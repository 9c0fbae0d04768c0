//! Filename sanitization for the Download Engine's output path convention
//! (spec §4.4 "Path convention").

use std::sync::LazyLock;

use regex::Regex;
use unicode_normalization::UnicodeNormalization;

const MAX_STEM_LENGTH: usize = 200;

static FORBIDDEN_CHARS: LazyLock<Regex> =
    LazyLock::new(|| Regex::new(r#"[<>:"/\\|?*]"#).expect("static sanitize regex is valid"));
static TRAILING_DOTS: LazyLock<Regex> =
    LazyLock::new(|| Regex::new(r"\.+$").expect("static sanitize regex is valid"));
static WHITESPACE: LazyLock<Regex> =
    LazyLock::new(|| Regex::new(r"\s+").expect("static sanitize regex is valid"));

/// Strip characters forbidden on common filesystems, trim trailing dots,
/// collapse whitespace, NFKD-normalize then ASCII-fold, cap at 200 chars.
#[must_use]
pub fn sanitize_stem(raw: &str) -> String {
    let trimmed = raw.trim();
    let no_forbidden = FORBIDDEN_CHARS.replace_all(trimmed, "");
    let no_trailing_dots = TRAILING_DOTS.replace(no_forbidden.trim(), "");
    let collapsed = WHITESPACE.replace_all(no_trailing_dots.trim(), " ");

    let folded: String = collapsed
        .nfkd()
        .filter(|c| c.is_ascii())
        .collect::<String>();
    let folded = if folded.trim().is_empty() {
        collapsed.trim().to_string()
    } else {
        folded.trim().to_string()
    };

    folded.chars().take(MAX_STEM_LENGTH).collect::<String>()
}

/// Extensions treated as post-processing sidecars, cleaned up after a
/// successful download (spec §4.4 "Sidecar cleanup").
pub const SIDECAR_EXTENSIONS: &[&str] = &["jpg", "png", "webp", "vtt", "srt", "ass"];

/// Whether `file_name` is a sidecar of `stem` — either a bare sidecar
/// extension or a language-suffixed subtitle variant
/// (`<stem>.en.srt`, `<stem>.es-orig.vtt`).
#[must_use]
pub fn is_sidecar_of(stem: &str, file_name: &str) -> bool {
    let Some(rest) = file_name.strip_prefix(stem) else {
        return false;
    };
    let Some(rest) = rest.strip_prefix('.') else {
        return false;
    };
    let Some(ext) = rest.rsplit('.').next() else {
        return false;
    };
    SIDECAR_EXTENSIONS.contains(&ext.to_ascii_lowercase().as_str())
}

#[cfg(test)]
mod tests {
    use super::*;

    #[test]
    fn strips_windows_forbidden_characters() {
        assert_eq!(sanitize_stem(r#"a<b>c:d"e/f\g|h?i*j"#), "abcdefghij");
    }

    #[test]
    fn trims_trailing_dots_and_collapses_whitespace() {
        assert_eq!(sanitize_stem("My  Title...  "), "My Title");
    }

    #[test]
    fn ascii_folds_accented_characters() {
        assert_eq!(sanitize_stem("Café Münchën"), "Cafe Munchen");
    }

    #[test]
    fn caps_length_at_200_characters() {
        let long = "a".repeat(250);
        assert_eq!(sanitize_stem(&long).len(), 200);
    }

    #[test]
    fn keeps_hash_character_which_is_windows_legal() {
        assert_eq!(sanitize_stem("Track #3"), "Track #3");
    }

    #[test]
    fn detects_plain_sidecar_extension() {
        assert!(is_sidecar_of("My Song - Artist", "My Song - Artist.jpg"));
    }

    #[test]
    fn detects_language_suffixed_subtitle_sidecar() {
        assert!(is_sidecar_of("My Song - Artist", "My Song - Artist.es-orig.vtt"));
    }

    #[test]
    fn unrelated_file_is_not_a_sidecar() {
        assert!(!is_sidecar_of("My Song - Artist", "Other File.jpg"));
    }
}
//! The `Job` (spec §4.2): the serialized record dispatched through the broker.

use serde::{Deserialize, Serialize};

use super::{ItemOverridesMap, RequestId, UserConfig};

/// A dequeued unit of work. At-least-once delivery means a worker may see
/// the same `request_id` twice; the pipeline is safe to re-run because it
/// clears and recreates the session directory at the start of
/// `execute` (spec §4.2 "Failure modes").
///
/// Embeds `UserConfig`, whose own `Debug` impl redacts `credentials_blob`/
/// `credentials_path` — `#[derive(Debug)]` here is safe because it just
/// delegates to that field's impl.
#[derive(Clone, Debug, PartialEq, Serialize, Deserialize)]
pub struct Job {
    pub request_id: RequestId,
    pub user_config: UserConfig,
    pub raw_input: String,
    pub is_playlist_mode: bool,
    pub selected_urls: Vec<String>,
    pub item_configs: ItemOverridesMap,
    pub session_dir: String,
    /// Carried for parity with the source's job record (spec §4.2); the
    /// worker process reads its own `REDIS_URL` from the environment rather
    /// than trusting a value serialized by a potentially different caller,
    /// so this is informational only.
    pub broker_connection_string: String,
    /// The quota identity the request was enqueued under, so the worker can
    /// re-check/record quota usage once real per-target durations are known.
    pub client_identity: String,
}

impl Job {
    #[must_use]
    pub fn from_request(request: &super::Request, session_dir: impl Into<String>, broker_connection_string: impl Into<String>) -> Self {
        Self {
            request_id: request.request_id,
            user_config: request.user_config.clone(),
            raw_input: request.raw_input.clone(),
            is_playlist_mode: request.is_playlist_mode,
            selected_urls: request.selected_urls.clone(),
            item_configs: request.item_configs.clone(),
            session_dir: session_dir.into(),
            broker_connection_string: broker_connection_string.into(),
            client_identity: request.client_identity.clone(),
        }
    }
}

◆ ◆ ◆ ◆

* _TASK INSTRUCTIONS_:
Take the material above and transcribe all of it exactly.

* _OUTPUT FOR THIS TASK_:
repository 9c0fbae0d04768c0
//! Filename sanitization for the Download Engine's output path convention
//! (spec §4.4 "Path convention").

use std::sync::LazyLock;

use regex::Regex;
use unicode_normalization::UnicodeNormalization;

const MAX_STEM_LENGTH: usize = 200;

static FORBIDDEN_CHARS: LazyLock<Regex> =
    LazyLock::new(|| Regex::new(r#"[<>:"/\\|?*]"#).expect("static sanitize regex is valid"));
static TRAILING_DOTS: LazyLock<Regex> =
    LazyLock::new(|| Regex::new(r"\.+$").expect("static sanitize regex is valid"));
static WHITESPACE: LazyLock<Regex> =
    LazyLock::new(|| Regex::new(r"\s+").expect("static sanitize regex is valid"));

/// Strip characters forbidden on common filesystems, trim trailing dots,
/// collapse whitespace, NFKD-normalize then ASCII-fold, cap at 200 chars.
#[must_use]
pub fn sanitize_stem(raw: &str) -> String {
    let trimmed = raw.trim();
    let no_forbidden = FORBIDDEN_CHARS.replace_all(trimmed, "");
    let no_trailing_dots = TRAILING_DOTS.replace(no_forbidden.trim(), "");
    let collapsed = WHITESPACE.replace_all(no_trailing_dots.trim(), " ");

    let folded: String = collapsed
        .nfkd()
        .filter(|c| c.is_ascii())
        .collect::<String>();
    let folded = if folded.trim().is_empty() {
        collapsed.trim().to_string()
    } else {
        folded.trim().to_string()
    };

    folded.chars().take(MAX_STEM_LENGTH).collect::<String>()
}

/// Extensions treated as post-processing sidecars, cleaned up after a
/// successful download (spec §4.4 "Sidecar cleanup").
pub const SIDECAR_EXTENSIONS: &[&str] = &["jpg", "png", "webp", "vtt", "srt", "ass"];

/// Whether `file_name` is a sidecar of `stem` — either a bare sidecar
/// extension or a language-suffixed subtitle variant
/// (`<stem>.en.srt`, `<stem>.es-orig.vtt`).
#[must_use]
pub fn is_sidecar_of(stem: &str, file_name: &str) -> bool {
    let Some(rest) = file_name.strip_prefix(stem) else {
        return false;
    };
    let Some(rest) = rest.strip_prefix('.') else {
        return false;
    };
    let Some(ext) = rest.rsplit('.').next() else {
        return false;
    };
    SIDECAR_EXTENSIONS.contains(&ext.to_ascii_lowercase().as_str())
}

#[cfg(test)]
mod tests {
    use super::*;

    #[test]
    fn strips_windows_forbidden_characters() {
        assert_eq!(sanitize_stem(r#"a<b>c:d"e/f\g|h?i*j"#), "abcdefghij");
    }

    #[test]
    fn trims_trailing_dots_and_collapses_whitespace() {
        assert_eq!(sanitize_stem("My  Title...  "), "My Title");
    }

    #[test]
    fn ascii_folds_accented_characters() {
        assert_eq!(sanitize_stem("Café Münchën"), "Cafe Munchen");
    }

    #[test]
    fn caps_length_at_200_characters() {
        let long = "a".repeat(250);
        assert_eq!(sanitize_stem(&long).len(), 200);
    }

    #[test]
    fn keeps_hash_character_which_is_windows_legal() {
        assert_eq!(sanitize_stem("Track #3"), "Track #3");
    }

    #[test]
    fn detects_plain_sidecar_extension() {
        assert!(is_sidecar_of("My Song - Artist", "My Song - Artist.jpg"));
    }

    #[test]
    fn detects_language_suffixed_subtitle_sidecar() {
        assert!(is_sidecar_of("My Song - Artist", "My Song - Artist.es-orig.vtt"));
    }

    #[test]
    fn unrelated_file_is_not_a_sidecar() {
        assert!(!is_sidecar_of("My Song - Artist", "Other File.jpg"));
    }
}
//! The `Job` (spec §4.2): the serialized record dispatched through the broker.

use serde::{Deserialize, Serialize};

use super::{ItemOverridesMap, RequestId, UserConfig};

/// A dequeued unit of work. At-least-once delivery means a worker may see
/// the same `request_id` twice; the pipeline is safe to re-run because it
/// clears and recreates the session directory at the start of
/// `execute` (spec §4.2 "Failure modes").
///
/// Embeds `UserConfig`, whose own `Debug` impl redacts `credentials_blob`/
/// `credentials_path` — `#[derive(Debug)]` here is safe because it just
/// delegates to that field's impl.
#[derive(Clone, Debug, PartialEq, Serialize, Deserialize)]
pub struct Job {
    pub request_id: RequestId,
    pub user_config: UserConfig,
    pub raw_input: String,
    pub is_playlist_mode: bool,
    pub selected_urls: Vec<String>,
    pub item_configs: ItemOverridesMap,
    pub session_dir: String,
    /// Carried for parity with the source's job record (spec §4.2); the
    /// worker process reads its own `REDIS_URL` from the environment rather
    /// than trusting a value serialized by a potentially different caller,
    /// so this is informational only.
    pub broker_connection_string: String,
    /// The quota identity the request was enqueued under, so the worker can
    /// re-check/record quota usage once real per-target durations are known.
    pub client_identity: String,
}

impl Job {
    #[must_use]
    pub fn from_request(request: &super::Request, session_dir: impl Into<String>, broker_connection_string: impl Into<String>) -> Self {
        Self {
            request_id: request.request_id,
            user_config: request.user_config.clone(),
            raw_input: request.raw_input.clone(),
            is_playlist_mode: request.is_playlist_mode,
            selected_urls: request.selected_urls.clone(),
            item_configs: request.item_configs.clone(),
            session_dir: session_dir.into(),
            broker_connection_string: broker_connection_string.into(),
            client_identity: request.client_identity.clone(),
        }
    }
}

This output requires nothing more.